___ EXTRACTED ENTRIES

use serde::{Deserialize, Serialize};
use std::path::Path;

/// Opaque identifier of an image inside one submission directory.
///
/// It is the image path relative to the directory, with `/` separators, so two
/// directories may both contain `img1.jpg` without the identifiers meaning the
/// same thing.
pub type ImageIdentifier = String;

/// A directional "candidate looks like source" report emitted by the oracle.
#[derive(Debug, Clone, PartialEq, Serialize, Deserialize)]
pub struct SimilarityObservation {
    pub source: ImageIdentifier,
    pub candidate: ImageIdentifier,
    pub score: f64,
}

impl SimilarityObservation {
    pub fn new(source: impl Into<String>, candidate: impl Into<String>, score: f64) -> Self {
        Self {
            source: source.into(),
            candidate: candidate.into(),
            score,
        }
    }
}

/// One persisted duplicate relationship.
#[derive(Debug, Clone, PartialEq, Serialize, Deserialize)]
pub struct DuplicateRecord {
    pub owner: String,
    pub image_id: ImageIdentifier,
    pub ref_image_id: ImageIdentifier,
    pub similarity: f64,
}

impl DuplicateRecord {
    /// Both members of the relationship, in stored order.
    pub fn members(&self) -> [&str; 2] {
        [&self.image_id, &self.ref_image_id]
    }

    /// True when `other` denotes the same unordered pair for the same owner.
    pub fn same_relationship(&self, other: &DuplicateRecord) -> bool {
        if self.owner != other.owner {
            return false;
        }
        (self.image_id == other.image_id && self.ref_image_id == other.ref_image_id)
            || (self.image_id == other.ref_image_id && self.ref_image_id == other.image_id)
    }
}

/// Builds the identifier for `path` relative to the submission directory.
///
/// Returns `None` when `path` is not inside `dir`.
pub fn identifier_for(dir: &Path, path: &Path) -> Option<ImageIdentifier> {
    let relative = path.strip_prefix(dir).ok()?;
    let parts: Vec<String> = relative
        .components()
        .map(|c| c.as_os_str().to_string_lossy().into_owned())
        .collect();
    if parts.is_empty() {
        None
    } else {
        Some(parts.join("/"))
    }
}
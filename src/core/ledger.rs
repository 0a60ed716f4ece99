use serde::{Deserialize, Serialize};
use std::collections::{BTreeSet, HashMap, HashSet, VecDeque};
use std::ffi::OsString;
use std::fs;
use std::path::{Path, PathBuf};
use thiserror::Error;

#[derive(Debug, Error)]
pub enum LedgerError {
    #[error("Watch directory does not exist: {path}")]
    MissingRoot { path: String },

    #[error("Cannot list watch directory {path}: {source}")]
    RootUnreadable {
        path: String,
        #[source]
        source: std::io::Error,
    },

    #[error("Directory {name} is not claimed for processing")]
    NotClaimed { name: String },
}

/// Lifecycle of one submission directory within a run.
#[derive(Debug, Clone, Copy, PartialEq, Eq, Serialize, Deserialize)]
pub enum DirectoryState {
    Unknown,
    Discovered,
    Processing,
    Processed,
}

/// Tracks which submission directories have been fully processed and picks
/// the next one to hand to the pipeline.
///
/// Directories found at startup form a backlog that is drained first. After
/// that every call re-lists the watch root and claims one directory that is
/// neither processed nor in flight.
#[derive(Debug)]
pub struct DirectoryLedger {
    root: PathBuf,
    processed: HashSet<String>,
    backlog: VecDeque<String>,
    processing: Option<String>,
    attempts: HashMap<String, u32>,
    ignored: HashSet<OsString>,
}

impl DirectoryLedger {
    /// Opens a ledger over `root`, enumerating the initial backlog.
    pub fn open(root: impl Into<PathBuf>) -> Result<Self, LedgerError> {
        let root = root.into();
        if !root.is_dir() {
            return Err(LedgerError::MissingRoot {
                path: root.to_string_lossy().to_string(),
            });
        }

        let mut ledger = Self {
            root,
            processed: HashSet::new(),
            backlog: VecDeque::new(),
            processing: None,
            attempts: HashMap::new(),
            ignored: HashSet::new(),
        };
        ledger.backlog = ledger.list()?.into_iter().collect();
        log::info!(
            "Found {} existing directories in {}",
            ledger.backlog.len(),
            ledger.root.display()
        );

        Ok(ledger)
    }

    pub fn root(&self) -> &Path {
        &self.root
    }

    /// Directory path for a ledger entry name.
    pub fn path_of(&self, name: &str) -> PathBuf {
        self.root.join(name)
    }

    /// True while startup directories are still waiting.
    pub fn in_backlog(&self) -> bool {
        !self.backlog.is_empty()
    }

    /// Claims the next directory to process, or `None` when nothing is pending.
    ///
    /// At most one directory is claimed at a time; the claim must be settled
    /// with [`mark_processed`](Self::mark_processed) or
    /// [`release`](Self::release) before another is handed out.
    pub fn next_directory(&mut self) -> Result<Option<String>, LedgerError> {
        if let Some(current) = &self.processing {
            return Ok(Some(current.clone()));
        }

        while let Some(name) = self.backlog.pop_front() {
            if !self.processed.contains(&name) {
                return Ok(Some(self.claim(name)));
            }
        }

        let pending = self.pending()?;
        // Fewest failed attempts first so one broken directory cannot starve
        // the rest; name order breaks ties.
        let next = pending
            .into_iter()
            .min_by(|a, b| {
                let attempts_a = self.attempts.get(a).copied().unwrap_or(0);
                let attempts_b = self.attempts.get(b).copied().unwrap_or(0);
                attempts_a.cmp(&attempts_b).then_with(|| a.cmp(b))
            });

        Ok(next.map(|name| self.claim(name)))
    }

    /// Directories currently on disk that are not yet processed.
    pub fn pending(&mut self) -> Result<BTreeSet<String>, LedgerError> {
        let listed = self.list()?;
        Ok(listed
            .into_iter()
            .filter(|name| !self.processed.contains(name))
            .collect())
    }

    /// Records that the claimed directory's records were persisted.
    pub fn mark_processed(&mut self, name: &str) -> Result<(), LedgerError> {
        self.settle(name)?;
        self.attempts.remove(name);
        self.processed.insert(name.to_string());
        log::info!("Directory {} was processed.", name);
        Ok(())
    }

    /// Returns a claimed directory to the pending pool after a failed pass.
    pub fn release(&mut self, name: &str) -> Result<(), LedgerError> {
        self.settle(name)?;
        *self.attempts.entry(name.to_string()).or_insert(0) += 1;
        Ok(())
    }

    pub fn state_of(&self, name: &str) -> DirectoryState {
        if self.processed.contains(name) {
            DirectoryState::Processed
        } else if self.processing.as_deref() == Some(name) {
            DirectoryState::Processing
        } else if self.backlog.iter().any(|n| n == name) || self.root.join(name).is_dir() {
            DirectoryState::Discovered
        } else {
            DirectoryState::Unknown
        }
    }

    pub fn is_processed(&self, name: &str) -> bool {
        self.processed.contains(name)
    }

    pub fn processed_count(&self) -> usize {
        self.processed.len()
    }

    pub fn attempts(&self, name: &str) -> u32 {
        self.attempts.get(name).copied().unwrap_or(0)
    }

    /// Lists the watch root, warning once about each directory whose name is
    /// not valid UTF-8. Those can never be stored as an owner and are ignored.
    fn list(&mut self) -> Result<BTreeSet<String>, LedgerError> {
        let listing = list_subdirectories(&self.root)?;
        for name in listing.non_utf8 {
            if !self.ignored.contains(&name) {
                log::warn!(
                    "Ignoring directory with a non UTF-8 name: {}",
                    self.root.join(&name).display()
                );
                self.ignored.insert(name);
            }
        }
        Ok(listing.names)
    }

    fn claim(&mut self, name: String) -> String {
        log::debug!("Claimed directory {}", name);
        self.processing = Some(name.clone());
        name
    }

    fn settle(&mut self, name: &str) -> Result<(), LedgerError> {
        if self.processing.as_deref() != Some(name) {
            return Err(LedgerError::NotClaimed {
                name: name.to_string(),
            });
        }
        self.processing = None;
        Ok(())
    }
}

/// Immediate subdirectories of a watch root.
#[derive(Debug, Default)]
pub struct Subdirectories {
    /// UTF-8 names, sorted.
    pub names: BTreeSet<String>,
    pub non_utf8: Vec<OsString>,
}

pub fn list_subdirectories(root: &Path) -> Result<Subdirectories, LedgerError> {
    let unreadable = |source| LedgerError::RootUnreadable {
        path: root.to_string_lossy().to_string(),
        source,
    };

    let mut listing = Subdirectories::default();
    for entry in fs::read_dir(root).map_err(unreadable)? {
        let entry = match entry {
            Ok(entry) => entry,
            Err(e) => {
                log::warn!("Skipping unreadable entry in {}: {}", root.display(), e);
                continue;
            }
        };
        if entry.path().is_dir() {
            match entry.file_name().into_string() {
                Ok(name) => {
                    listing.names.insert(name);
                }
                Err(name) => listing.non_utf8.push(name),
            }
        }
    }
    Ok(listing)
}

______
___ EXTRACTED ENTRIES

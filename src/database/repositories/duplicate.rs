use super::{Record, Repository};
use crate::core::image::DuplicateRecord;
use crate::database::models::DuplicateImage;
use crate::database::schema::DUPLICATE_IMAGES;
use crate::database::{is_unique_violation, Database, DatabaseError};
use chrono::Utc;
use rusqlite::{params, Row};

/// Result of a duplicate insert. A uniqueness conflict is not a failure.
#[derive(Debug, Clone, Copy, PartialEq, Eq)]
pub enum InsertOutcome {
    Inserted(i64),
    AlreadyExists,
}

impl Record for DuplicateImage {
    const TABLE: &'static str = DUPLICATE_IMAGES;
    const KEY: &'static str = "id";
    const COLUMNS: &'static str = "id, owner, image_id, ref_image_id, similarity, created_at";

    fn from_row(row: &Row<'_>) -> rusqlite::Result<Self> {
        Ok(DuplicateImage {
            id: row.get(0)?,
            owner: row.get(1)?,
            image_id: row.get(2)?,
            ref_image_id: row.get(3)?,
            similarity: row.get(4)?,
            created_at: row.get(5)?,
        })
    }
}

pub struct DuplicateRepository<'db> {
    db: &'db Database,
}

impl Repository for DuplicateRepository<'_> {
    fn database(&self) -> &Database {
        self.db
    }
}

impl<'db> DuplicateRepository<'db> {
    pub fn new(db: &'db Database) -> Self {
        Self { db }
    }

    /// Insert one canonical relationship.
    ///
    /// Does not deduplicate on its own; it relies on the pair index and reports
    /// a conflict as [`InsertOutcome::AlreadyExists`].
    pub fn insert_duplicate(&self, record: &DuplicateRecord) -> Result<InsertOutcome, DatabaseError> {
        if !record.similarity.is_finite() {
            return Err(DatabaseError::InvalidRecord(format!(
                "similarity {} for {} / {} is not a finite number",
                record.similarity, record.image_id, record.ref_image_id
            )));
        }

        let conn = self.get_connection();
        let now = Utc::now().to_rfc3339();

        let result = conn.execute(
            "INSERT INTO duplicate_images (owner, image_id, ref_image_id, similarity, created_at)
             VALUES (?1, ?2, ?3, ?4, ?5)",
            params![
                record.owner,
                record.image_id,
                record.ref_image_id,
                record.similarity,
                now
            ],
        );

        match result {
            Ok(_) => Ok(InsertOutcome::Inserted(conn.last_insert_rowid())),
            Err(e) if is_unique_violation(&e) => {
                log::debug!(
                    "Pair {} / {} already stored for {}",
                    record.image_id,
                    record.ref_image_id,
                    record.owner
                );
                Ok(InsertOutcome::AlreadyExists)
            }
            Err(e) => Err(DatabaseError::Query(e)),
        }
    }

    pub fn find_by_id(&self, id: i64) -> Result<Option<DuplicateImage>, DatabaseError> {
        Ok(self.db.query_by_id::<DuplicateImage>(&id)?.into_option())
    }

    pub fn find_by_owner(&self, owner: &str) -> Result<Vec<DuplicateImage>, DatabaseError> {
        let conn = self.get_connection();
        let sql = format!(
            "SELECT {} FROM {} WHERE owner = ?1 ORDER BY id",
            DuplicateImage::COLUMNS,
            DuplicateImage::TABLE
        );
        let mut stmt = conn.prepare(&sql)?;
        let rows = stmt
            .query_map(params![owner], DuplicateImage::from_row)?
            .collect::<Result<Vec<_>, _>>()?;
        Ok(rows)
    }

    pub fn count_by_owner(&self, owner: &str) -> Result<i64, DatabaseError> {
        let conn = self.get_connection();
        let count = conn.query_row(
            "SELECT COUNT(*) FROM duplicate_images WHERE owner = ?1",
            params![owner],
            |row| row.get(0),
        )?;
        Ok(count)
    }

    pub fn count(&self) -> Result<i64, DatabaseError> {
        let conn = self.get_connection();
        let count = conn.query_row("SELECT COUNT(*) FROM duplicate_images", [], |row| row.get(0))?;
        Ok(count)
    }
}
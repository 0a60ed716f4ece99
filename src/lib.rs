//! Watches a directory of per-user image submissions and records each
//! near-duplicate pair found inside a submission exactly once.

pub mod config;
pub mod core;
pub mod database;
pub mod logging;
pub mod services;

______

**GOAL OF THE EXERCISE**.
Only the lines above from the line containing "while let Some(name)" through the line containing "let next = pending" should be retyped, exactly and with both ends included.

**REPLY**.
        while let Some(name) = self.backlog.pop_front() {
            if !self.processed.contains(&name) {
                return Ok(Some(self.claim(name)));
            }
        }

        let pending = self.pending()?;
        // Fewest failed attempts first so one broken directory cannot starve
        // the rest; name order breaks ties.
        let next = pending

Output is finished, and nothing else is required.